The outside world may choke on our paper someday, but not when its economies are failing faster than ours. German orders for manufactured goods in January fell 38% from the prior year, its exports down 21%. China is trying domestic stimulus but lives on exports which are dropping at a 40% annual pace, its trade surplus down 87%.
Here we got a bounce in oversold stocks, and retail sales flattened, but last week another 650,000 people filed for unemployment benefits. In January, bellwether California’s unemployment reached 10.1%.
The absence of signs of bottom is not so troubling -- everyone knows that it will take a while -- it is the absence of evident bottoming mechanism that bugs people.
Under the government blanket a lot of wrestling is going on, but damned if we can tell who is on top, or even who is under there.
Mr.
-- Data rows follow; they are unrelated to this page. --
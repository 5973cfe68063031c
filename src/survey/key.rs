use crate::api::error::SurveyError;
use serde::{Deserialize, Serialize};
use std::fmt;

/// Check whether a survey key is usable
///
/// A key is valid when it is present and has at least one non-whitespace
/// character. Internal whitespace is allowed.
pub fn is_valid_key(key: Option<&str>) -> bool {
    key.is_some_and(|k| !k.trim().is_empty())
}

/// Opaque, non-empty survey identifier
///
/// Holds the key exactly as supplied; validation only looks at the trimmed form.
#[derive(Debug, Clone, PartialEq, Eq, Hash, Serialize, Deserialize)]
#[serde(transparent)]
pub struct SurveyKey(String);

impl SurveyKey {
    /// Validate and wrap a raw key
    pub fn parse(key: Option<&str>) -> Result<Self, SurveyError> {
        match key {
            Some(k) if is_valid_key(Some(k)) => Ok(Self(k.to_string())),
            _ => Err(SurveyError::InvalidKey),
        }
    }

    pub fn as_str(&self) -> &str {
        &self.0
    }
}

impl fmt::Display for SurveyKey {
    fn fmt(&self, f: &mut fmt::Formatter<'_>) -> fmt::Result {
        f.write_str(&self.0)
    }
}

impl TryFrom<&str> for SurveyKey {
    type Error = SurveyError;

    fn try_from(value: &str) -> Result<Self, Self::Error> {
        Self::parse(Some(value))
    }
}

impl TryFrom<String> for SurveyKey {
    type Error = SurveyError;

    fn try_from(value: String) -> Result<Self, Self::Error> {
        if is_valid_key(Some(&value)) {
            Ok(Self(value))
        } else {
            Err(SurveyError::InvalidKey)
        }
    }
}

impl AsRef<str> for SurveyKey {
    fn as_ref(&self) -> &str {
        &self.0
    }
}

#[cfg(test)]
mod tests {
    use super::*;

    #[test]
    fn test_missing_key_is_invalid() {
        assert!(!is_valid_key(None));
    }

    #[test]
    fn test_empty_and_blank_keys_are_invalid() {
        assert!(!is_valid_key(Some("")));
        assert!(!is_valid_key(Some("   ")));
        assert!(!is_valid_key(Some("\t\n ")));
    }

    #[test]
    fn test_non_blank_keys_are_valid() {
        assert!(is_valid_key(Some("valid-key")));
        assert!(is_valid_key(Some("  padded  ")));
        assert!(is_valid_key(Some("has inner space")));
    }

    #[test]
    fn test_parse_keeps_key_verbatim() {
        let key = SurveyKey::parse(Some(" abc ")).unwrap();
        assert_eq!(key.as_str(), " abc ");
        assert_eq!(key.to_string(), " abc ");
    }

    #[test]
    fn test_parse_rejects_blank() {
        let blank = SurveyKey::parse(Some("  "));
        assert!(matches!(blank, Err(SurveyError::InvalidKey)));
        let missing = SurveyKey::parse(None);
        assert!(matches!(missing, Err(SurveyError::InvalidKey)));
        assert!(SurveyKey::try_from(String::new()).is_err());
        assert!(SurveyKey::try_from("k-1").is_ok());
    }
}
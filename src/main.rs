use anyhow::Result;
use clap::Parser;
use log::info;
use sensequery::config::{Config, EndpointFlags};

mod cli;

use cli::commands::{config_command, run_command, show_command};
use cli::{Cli, Commands};

#[tokio::main]
async fn main() -> Result<()> {
    // Initialize logger to file (truncate on each run)
    let log_file = std::fs::OpenOptions::new()
        .create(true)
        .write(true)
        .truncate(true)
        .open("sensequery.log")?;
    env_logger::Builder::from_default_env()
        .target(env_logger::Target::Pipe(Box::new(log_file)))
        .init();

    let cli = Cli::parse();
    info!("Starting sensequery");

    let flags = EndpointFlags {
        survey_url: cli.survey_url,
        response_url: cli.response_url,
    };

    match cli.command {
        Commands::Config(args) => config_command(args).await,
        Commands::Run(args) => run_command(args, &Config::load_with_flags(flags)?).await,
        Commands::Show(args) => show_command(args, &Config::load_with_flags(flags)?).await,
    }
}
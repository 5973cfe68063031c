//! Terminal rendering of the wizard
//!
//! Reads the wizard's display state, asks the respondent through dialoguer
//! prompts, and turns the answers back into wizard messages.

use crate::survey::message::{LOADING_MESSAGE, RETRY_LABEL};
use crate::ui::prompts::{prompt_confirmation, select_index, text_input};
use crate::ui::spinner::Spinner;
use crate::wizard::{DisplayState, Msg, StepView, SurveyWizard};
use anyhow::Result;
use colored::*;
use log::warn;

const BACK_LABEL: &str = "← Back";
const SUBMIT_LABEL: &str = "Submit";

/// What the respondent asked for on one screen
#[derive(Debug)]
enum Action {
    Dispatch(Vec<Msg>),
    Exit,
}

pub struct TerminalPresenter {
    wizard: SurveyWizard,
}

impl TerminalPresenter {
    pub fn new(mut wizard: SurveyWizard) -> Self {
        let spinner = Spinner::spawn();
        wizard.subscribe(move |display| {
            if matches!(display, DisplayState::Loading) {
                spinner.show(LOADING_MESSAGE);
            } else {
                spinner.hide();
            }
        });

        Self { wizard }
    }

    /// Load the survey and walk the respondent through it
    ///
    /// Returns once the thank-you message is shown, the key is invalid, or the
    /// respondent declines to retry after an error.
    pub async fn run(mut self) -> Result<SurveyWizard> {
        self.wizard.load().await;

        loop {
            let action = render(&self.wizard.display())?;
            match action {
                Action::Dispatch(messages) => {
                    for msg in messages {
                        self.wizard.dispatch(msg).await;
                    }
                }
                Action::Exit => return Ok(self.wizard),
            }
        }
    }
}

fn render(display: &DisplayState<'_>) -> Result<Action> {
    match display {
        DisplayState::InvalidKey | DisplayState::Loading => {
            if matches!(display, DisplayState::Loading) {
                warn!("Presenter saw a loading state after dispatch completed");
            }
            if let Some(message) = display.message() {
                println!("  {}", message.bright_red().bold());
            }
            Ok(Action::Exit)
        }

        DisplayState::Error { .. } | DisplayState::NoConfiguration => {
            if let Some(message) = display.message() {
                println!();
                println!("  {} {}", "❌".red(), message.bright_red());
            }
            if prompt_confirmation(&format!("{}?", RETRY_LABEL), true)? {
                Ok(Action::Dispatch(vec![Msg::Retry]))
            } else {
                Ok(Action::Exit)
            }
        }

        DisplayState::Step(view) => render_step(view),
    }
}

fn render_step(view: &StepView<'_>) -> Result<Action> {
    match view {
        StepView::Question { question, input } => {
            println!();
            println!("  {}", question.bright_white().bold());
            let answer = text_input("Your answer", input)?;
            if answer.trim().is_empty() {
                println!("  {}", "An answer is required to continue".dimmed());
            }
            let messages = vec![Msg::QuestionInput(answer), Msg::Next];
            Ok(Action::Dispatch(messages))
        }

        StepView::Category {
            categories,
            selected,
            can_go_back,
        } => {
            let mut items: Vec<String> = categories.iter().map(|c| c.label.clone()).collect();
            if *can_go_back {
                items.push(BACK_LABEL.to_string());
            }
            let default = selected
                .and_then(|value| categories.iter().position(|c| c.value == value))
                .unwrap_or(0);

            let index = select_index("Pick a category", &items, default)?;
            match categories.get(index) {
                Some(category) => Ok(Action::Dispatch(vec![
                    Msg::SelectCategory(category.value.clone()),
                    Msg::Next,
                ])),
                None => Ok(Action::Dispatch(vec![Msg::Back])),
            }
        }

        StepView::RespondentDetails {
            fields,
            answers,
            can_go_back,
        } => {
            println!();
            println!(
                "  {}",
                "A few details about you (optional)".bright_white().bold()
            );

            let mut messages = Vec::with_capacity(fields.len() + 1);
            for field in fields.iter() {
                let current = answers.get(&field.value).map(String::as_str).unwrap_or("");
                let value = text_input(&field.label, current)?;
                messages.push(Msg::RespondentAnswer {
                    field: field.value.clone(),
                    value,
                });
            }

            let mut items = vec![SUBMIT_LABEL.to_string()];
            if *can_go_back {
                items.push(BACK_LABEL.to_string());
            }
            let next = if select_index("Ready?", &items, 0)? == 0 {
                Msg::Next
            } else {
                Msg::Back
            };
            messages.push(next);
            Ok(Action::Dispatch(messages))
        }

        StepView::ThankYou { message } => {
            println!();
            println!("  {} {}", "✓".bright_green(), message.bright_green().bold());
            Ok(Action::Exit)
        }
    }
}
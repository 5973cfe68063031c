use futures::future::BoxFuture;
use std::future::Future;

/// Side effect requested by [`SurveyWizard::update`](super::SurveyWizard::update)
///
/// Nothing runs until `dispatch` awaits it, so a returned command can be
/// inspected or dropped without touching the network.
pub enum Command<Msg> {
    None,
    /// Await the future and feed its message back into `update`
    Perform(BoxFuture<'static, Msg>),
}

impl<Msg> Command<Msg> {
    /// Wrap a future whose output becomes a message through `to_msg`
    pub fn perform<F, T>(future: F, to_msg: impl FnOnce(T) -> Msg + Send + 'static) -> Self
    where
        F: Future<Output = T> + Send + 'static,
        Msg: Send + 'static,
    {
        Command::Perform(Box::pin(async move { to_msg(future.await) }))
    }

    pub fn is_none(&self) -> bool {
        matches!(self, Command::None)
    }
}

impl<Msg> Default for Command<Msg> {
    fn default() -> Self {
        Command::None
    }
}

impl<Msg> std::fmt::Debug for Command<Msg> {
    fn fmt(&self, f: &mut std::fmt::Formatter<'_>) -> std::fmt::Result {
        match self {
            Command::None => f.write_str("None"),
            Command::Perform(_) => f.write_str("Perform(..)"),
        }
    }
}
Obama appears completely pre-occupied by his out-year social agenda, sent forth by handlers or his own still-developing instinct to say peculiar things: yesterday persisting that we overreact to daily news: “A little bad, and ooohh we’re down on the dumps... Things are not as bad as we think.” Does he really believe that, or think he can make it so by saying so, or is he playing for time?
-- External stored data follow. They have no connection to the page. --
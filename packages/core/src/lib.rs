//! essh-core - Core library for essh
//!
//! Host registry, name/tag selection, and SSH config generation shared
//! by the essh CLI and anything else that manages hosts.

pub mod config;
pub mod host;
pub mod version;

// Re-export commonly used items for convenience
pub use config::{Config, load_config, save_config};
pub use host::{
    ConfigValue, GENERATED_HEADER, Hook, Host, HostError, HostRegistry, SharedRegistry, load_hosts,
    parse_hosts,
};
pub use version::{get_version, get_version_long};
//! Host registry
//!
//! Ordered collection of hosts with name and tag lookup.

use std::collections::BTreeSet;
use std::sync::{Arc, PoisonError, RwLock};

use super::error::HostError;
use super::render;
use super::schema::Host;

/// Ordered collection of hosts
///
/// Insertion order is preserved and is the order hosts are listed and
/// rendered in. Duplicate names are allowed; lookups return the first.
#[derive(Debug, Clone, Default)]
pub struct HostRegistry {
    hosts: Vec<Host>,
}

impl HostRegistry {
    /// Create an empty registry
    pub fn new() -> Self {
        Self::default()
    }

    /// Append a host
    pub fn register(&mut self, host: Host) {
        self.hosts.push(host);
    }

    /// All hosts in registration order
    pub fn hosts(&self) -> &[Host] {
        &self.hosts
    }

    pub fn iter(&self) -> std::slice::Iter<'_, Host> {
        self.hosts.iter()
    }

    pub fn len(&self) -> usize {
        self.hosts.len()
    }

    pub fn is_empty(&self) -> bool {
        self.hosts.is_empty()
    }

    /// Get the first host with exactly this name
    pub fn get_host(&self, name: &str) -> Option<&Host> {
        self.hosts.iter().find(|host| host.name == name)
    }

    /// Select hosts by name or tag
    ///
    /// A host is returned if any selector equals its name or any of its
    /// tags. Each host appears at most once, in registration order.
    /// Selectors that match nothing are ignored.
    pub fn hosts_by_names<S: AsRef<str>>(&self, selectors: &[S]) -> Vec<&Host> {
        self.hosts
            .iter()
            .filter(|host| {
                selectors.iter().any(|s| host.name == s.as_ref())
                    || host
                        .tags
                        .iter()
                        .any(|tag| selectors.iter().any(|s| tag == s.as_ref()))
            })
            .collect()
    }

    /// All tags in use, deduplicated and sorted
    pub fn tags(&self) -> Vec<&str> {
        self.hosts
            .iter()
            .flat_map(|host| host.tags.iter().map(String::as_str))
            .collect::<BTreeSet<_>>()
            .into_iter()
            .collect()
    }

    /// Render the whole registry as an SSH config document
    pub fn gen_hosts_config(&self) -> Result<Vec<u8>, HostError> {
        let mut buf = Vec::new();
        render::write_hosts_config(self, &mut buf)?;
        Ok(buf)
    }

    /// Render the whole registry as a string
    pub fn render_hosts_config(&self) -> String {
        render::render_hosts_config(self)
    }

    /// Remove every host
    pub fn reset(&mut self) {
        self.hosts.clear();
    }
}

impl Extend<Host> for HostRegistry {
    fn extend<T: IntoIterator<Item = Host>>(&mut self, iter: T) {
        self.hosts.extend(iter);
    }
}

impl FromIterator<Host> for HostRegistry {
    fn from_iter<T: IntoIterator<Item = Host>>(iter: T) -> Self {
        Self {
            hosts: iter.into_iter().collect(),
        }
    }
}

impl<'a> IntoIterator for &'a HostRegistry {
    type Item = &'a Host;
    type IntoIter = std::slice::Iter<'a, Host>;

    fn into_iter(self) -> Self::IntoIter {
        self.hosts.iter()
    }
}

/// A registry shared between threads
///
/// Readers take a snapshot and keep using it while a reload swaps in a
/// fully built replacement. A reader never observes a half-loaded registry.
#[derive(Debug, Clone, Default)]
pub struct SharedRegistry {
    inner: Arc<RwLock<Arc<HostRegistry>>>,
}

impl SharedRegistry {
    pub fn new(registry: HostRegistry) -> Self {
        Self {
            inner: Arc::new(RwLock::new(Arc::new(registry))),
        }
    }

    /// Current registry
    pub fn snapshot(&self) -> Arc<HostRegistry> {
        // The lock only ever guards a complete Arc, so a poisoned lock is still usable
        let guard = self.inner.read().unwrap_or_else(PoisonError::into_inner);
        Arc::clone(&guard)
    }

    /// Swap in a new registry, returning the previous one
    pub fn replace(&self, registry: HostRegistry) -> Arc<HostRegistry> {
        let mut guard = self.inner.write().unwrap_or_else(PoisonError::into_inner);
        tracing::debug!(
            "Replacing host registry ({} -> {} hosts)",
            guard.len(),
            registry.len()
        );
        std::mem::replace(&mut *guard, Arc::new(registry))
    }

    /// Swap in an empty registry
    pub fn reset(&self) {
        self.replace(HostRegistry::new());
    }
}

#[cfg(test)]
mod tests {
    use super::*;

    fn names(hosts: &[&Host]) -> Vec<String> {
        hosts.iter().map(|h| h.name.clone()).collect()
    }

    #[test]
    fn test_get_host_exact_match() {
        let registry: HostRegistry = vec![
            Host::new("web1").with_tag("web"),
            Host::new("db1").with_tag("db"),
        ]
        .into_iter()
        .collect();

        assert_eq!(registry.get_host("web1").map(|h| h.name.as_str()), Some("web1"));
        assert!(registry.get_host("web").is_none());
        assert!(registry.get_host("WEB1").is_none());
    }

    #[test]
    fn test_get_host_first_duplicate_wins() {
        let mut registry = HostRegistry::new();
        registry.register(Host::new("dup").with_description("first"));
        registry.register(Host::new("dup").with_description("second"));

        assert_eq!(registry.len(), 2);
        assert_eq!(registry.get_host("dup").unwrap().description, "first");
    }

    #[test]
    fn test_hosts_by_names_union_without_duplicates() {
        let registry: HostRegistry = vec![
            Host::new("a").with_tag("grp"),
            Host::new("b").with_tag("grp"),
            Host::new("c").with_tag("other"),
        ]
        .into_iter()
        .collect();

        let selected = registry.hosts_by_names(&["a", "grp"]);
        assert_eq!(names(&selected), vec!["a", "b"]);
    }

    #[test]
    fn test_hosts_by_names_keeps_registry_order() {
        let registry: HostRegistry = vec![
            Host::new("a"),
            Host::new("b").with_tag("x").with_tag("y"),
            Host::new("c").with_tag("y"),
        ]
        .into_iter()
        .collect();

        let selected = registry.hosts_by_names(&["c", "y", "a", "x"]);
        assert_eq!(names(&selected), vec!["a", "b", "c"]);
    }

    #[test]
    fn test_hosts_by_names_ignores_unknown_selectors() {
        let registry: HostRegistry = vec![Host::new("a").with_tag("grp")].into_iter().collect();

        assert!(registry.hosts_by_names(&["missing"]).is_empty());
        assert!(registry.hosts_by_names::<&str>(&[]).is_empty());
        assert_eq!(names(&registry.hosts_by_names(&["missing", "a"])), vec!["a"]);
        assert!(HostRegistry::new().hosts_by_names(&["a"]).is_empty());
    }

    #[test]
    fn test_hosts_by_names_accepts_owned_strings() {
        let registry: HostRegistry = vec![Host::new("a")].into_iter().collect();
        let selectors = vec!["a".to_string()];
        assert_eq!(registry.hosts_by_names(&selectors).len(), 1);
    }

    #[test]
    fn test_tags_dedup_and_sorted() {
        let registry: HostRegistry = vec![
            Host::new("h1").with_tag("web").with_tag("db"),
            Host::new("h2").with_tag("web").with_tag("cache"),
            Host::new("h3"),
        ]
        .into_iter()
        .collect();

        assert_eq!(registry.tags(), vec!["cache", "db", "web"]);
        assert!(HostRegistry::new().tags().is_empty());
    }

    #[test]
    fn test_reset_clears_hosts() {
        let mut registry: HostRegistry = vec![Host::new("a"), Host::new("b")].into_iter().collect();
        assert!(!registry.is_empty());

        registry.reset();
        assert!(registry.is_empty());
        assert!(registry.get_host("a").is_none());
    }

    #[test]
    fn test_extend_appends_in_order() {
        let mut registry = HostRegistry::new();
        registry.register(Host::new("a"));
        registry.extend(vec![Host::new("b"), Host::new("c")]);

        let order: Vec<&str> = registry.iter().map(|h| h.name.as_str()).collect();
        assert_eq!(order, vec!["a", "b", "c"]);
    }

    #[test]
    fn test_shared_registry_snapshot_survives_replace() {
        let shared = SharedRegistry::new(vec![Host::new("old")].into_iter().collect());
        let before = shared.snapshot();

        let previous = shared.replace(vec![Host::new("new1"), Host::new("new2")].into_iter().collect());

        assert_eq!(previous.hosts()[0].name, "old");
        assert_eq!(before.len(), 1);
        assert_eq!(before.hosts()[0].name, "old");
        assert_eq!(shared.snapshot().len(), 2);

        shared.reset();
        assert!(shared.snapshot().is_empty());
    }

    #[test]
    fn test_shared_registry_across_threads() {
        let shared = SharedRegistry::new(HostRegistry::new());
        let writer = shared.clone();

        std::thread::spawn(move || {
            writer.replace(vec![Host::new("a").with_tag("t")].into_iter().collect());
        })
        .join()
        .unwrap();

        assert_eq!(shared.snapshot().tags(), vec!["t"]);
    }
}
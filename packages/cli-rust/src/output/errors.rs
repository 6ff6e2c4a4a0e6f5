//! Error display for CLI commands

use console::style;
use essh_core::HostError;

/// Print an error with its cause chain and, when known, a hint
pub fn show_error(err: &anyhow::Error) {
    eprintln!("{} {}", style("Error:").red().bold(), err);
    for cause in err.chain().skip(1) {
        eprintln!("  {} {}", style("caused by:").dim(), cause);
    }

    if let Some(tip) = error_tip(err) {
        eprintln!();
        eprintln!("  {} {}", style("Tip:").cyan(), tip);
    }
}

fn error_tip(err: &anyhow::Error) -> Option<&'static str> {
    match err.downcast_ref::<HostError>()? {
        HostError::NotFound(_) => Some("List available hosts with: essh hosts --all"),
        HostError::LoadFailed(_) | HostError::InvalidConfig(_) => {
            Some("Check the hosts file for syntax errors or unknown fields.")
        }
        HostError::WriteFailed(_) => None,
    }
}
David Smick, the well-connected non-ideologue author of “The World Is Curved,” wrote in the Washington Post that Geithner has “a three-pronged approach, delay, delay, and delay in the hope that somebody comes up with a breakthrough.”
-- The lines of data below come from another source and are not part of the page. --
//! Hosts file loading
//!
//! Reads hosts.json (JSONC accepted) into a [`HostRegistry`].

use std::collections::HashSet;
use std::fs;
use std::path::Path;

use jsonc_parser::parse_to_serde_value;
use serde::Deserialize;

use super::error::HostError;
use super::registry::HostRegistry;
use super::schema::Host;

/// Root structure of the hosts file
#[derive(Debug, Deserialize)]
#[serde(deny_unknown_fields)]
pub struct HostsFile {
    /// Schema version for future migrations
    #[serde(default = "default_version")]
    pub version: u32,

    /// Hosts in the order they should be registered
    #[serde(default)]
    pub hosts: Vec<Host>,
}

fn default_version() -> u32 {
    1
}

/// Load hosts from a file into a new registry
///
/// Returns an empty registry if the file doesn't exist.
pub fn load_hosts(path: &Path) -> Result<HostRegistry, HostError> {
    if !path.exists() {
        tracing::debug!("Hosts file not found, returning empty: {}", path.display());
        return Ok(HostRegistry::new());
    }

    let contents = fs::read_to_string(path)
        .map_err(|e| HostError::LoadFailed(format!("Failed to read {}: {}", path.display(), e)))?;

    let registry = parse_hosts(&contents).map_err(|e| match e {
        HostError::LoadFailed(msg) => HostError::LoadFailed(format!("{}: {}", path.display(), msg)),
        other => other,
    })?;

    tracing::debug!("Loaded {} hosts from {}", registry.len(), path.display());
    Ok(registry)
}

/// Parse hosts file contents into a new registry
pub fn parse_hosts(contents: &str) -> Result<HostRegistry, HostError> {
    let value = parse_to_serde_value(contents, &Default::default())
        .map_err(|e| HostError::LoadFailed(format!("Invalid JSONC: {e}")))?;

    // An empty document (whitespace or comments only) has no hosts
    let Some(value) = value else {
        return Ok(HostRegistry::new());
    };

    let file: HostsFile = serde_json::from_value(value)
        .map_err(|e| HostError::LoadFailed(format!("Invalid hosts file: {e}")))?;

    let mut registry = HostRegistry::new();
    let mut seen = HashSet::new();
    for host in file.hosts {
        if host.name.trim().is_empty() {
            return Err(HostError::InvalidConfig(
                "host entry with an empty name".to_string(),
            ));
        }
        if !seen.insert(host.name.clone()) {
            tracing::warn!(
                "Duplicate host '{}' in hosts file; the first definition wins",
                host.name
            );
        }
        registry.register(host);
    }

    Ok(registry)
}
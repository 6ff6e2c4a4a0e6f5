//! Config show subcommand
//!
//! Displays current configuration in table or JSON format.

use std::path::Path;

use anyhow::Result;
use comfy_table::{Cell, Table};
use essh_core::Config;

/// Show current configuration
///
/// Unset paths are shown with the default they resolve to.
pub fn cmd_config_show(config: &Config, config_path: &Path, json: bool) -> Result<()> {
    if json {
        let output = serde_json::to_string_pretty(config)?;
        println!("{output}");
        return Ok(());
    }

    let mut table = Table::new();
    table.set_header(vec!["Key", "Value"]);

    table.add_row(vec![
        Cell::new("version"),
        Cell::new(config.version.to_string()),
    ]);
    table.add_row(vec![
        Cell::new("hosts_file"),
        Cell::new(format_path(
            config.hosts_file.as_deref(),
            essh_core::config::get_hosts_path(),
        )),
    ]);
    table.add_row(vec![
        Cell::new("ssh_config_file"),
        Cell::new(format_path(
            config.ssh_config_file.as_deref(),
            essh_core::config::get_ssh_config_path(),
        )),
    ]);
    table.add_row(vec![
        Cell::new("show_hidden"),
        Cell::new(config.show_hidden.to_string()),
    ]);

    println!("{table}");
    println!();
    println!("Config file: {}", config_path.display());

    Ok(())
}

/// Format a configured path, falling back to the default location
fn format_path(value: Option<&str>, default: Option<std::path::PathBuf>) -> String {
    match (value, default) {
        (Some(v), _) if !v.is_empty() => v.to_string(),
        (_, Some(d)) => format!("{} (default)", d.display()),
        _ => "(not set)".to_string(),
    }
}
The NYTimes’ David Brooks and Tom Friedman, Rightie and Leftie respectively, both wrote this week to remark on the bi-partisan failure to notice an emergency.
Perfesser Bernanke this week spoke of the “worst financial crisis since the 1930s,” and for the third time in two weeks: “Until we stabilize the financial system, a sustainable economic recovery will remain out of reach.” To whom is he speaking? To us? To Congress? To the President? Got us, but evidently the system is not stable.
Larry Summers, the administration’s economic eminence grise, spoke today without any sense of urgency: “...Secretary Geithner will be detailing in the weeks ahead.” Weeks? How many, now? Then with his best, soft, I’m-smarter-than-all-of-you smile suggested this unpleasantness will pass with normal, cyclical return of demand. He expressed faith in assistance by the mortgage GSEs, apparently unaware of their stingy dysfunction. Bright as he is, it is odd not to perceive and touch the anxiety out here.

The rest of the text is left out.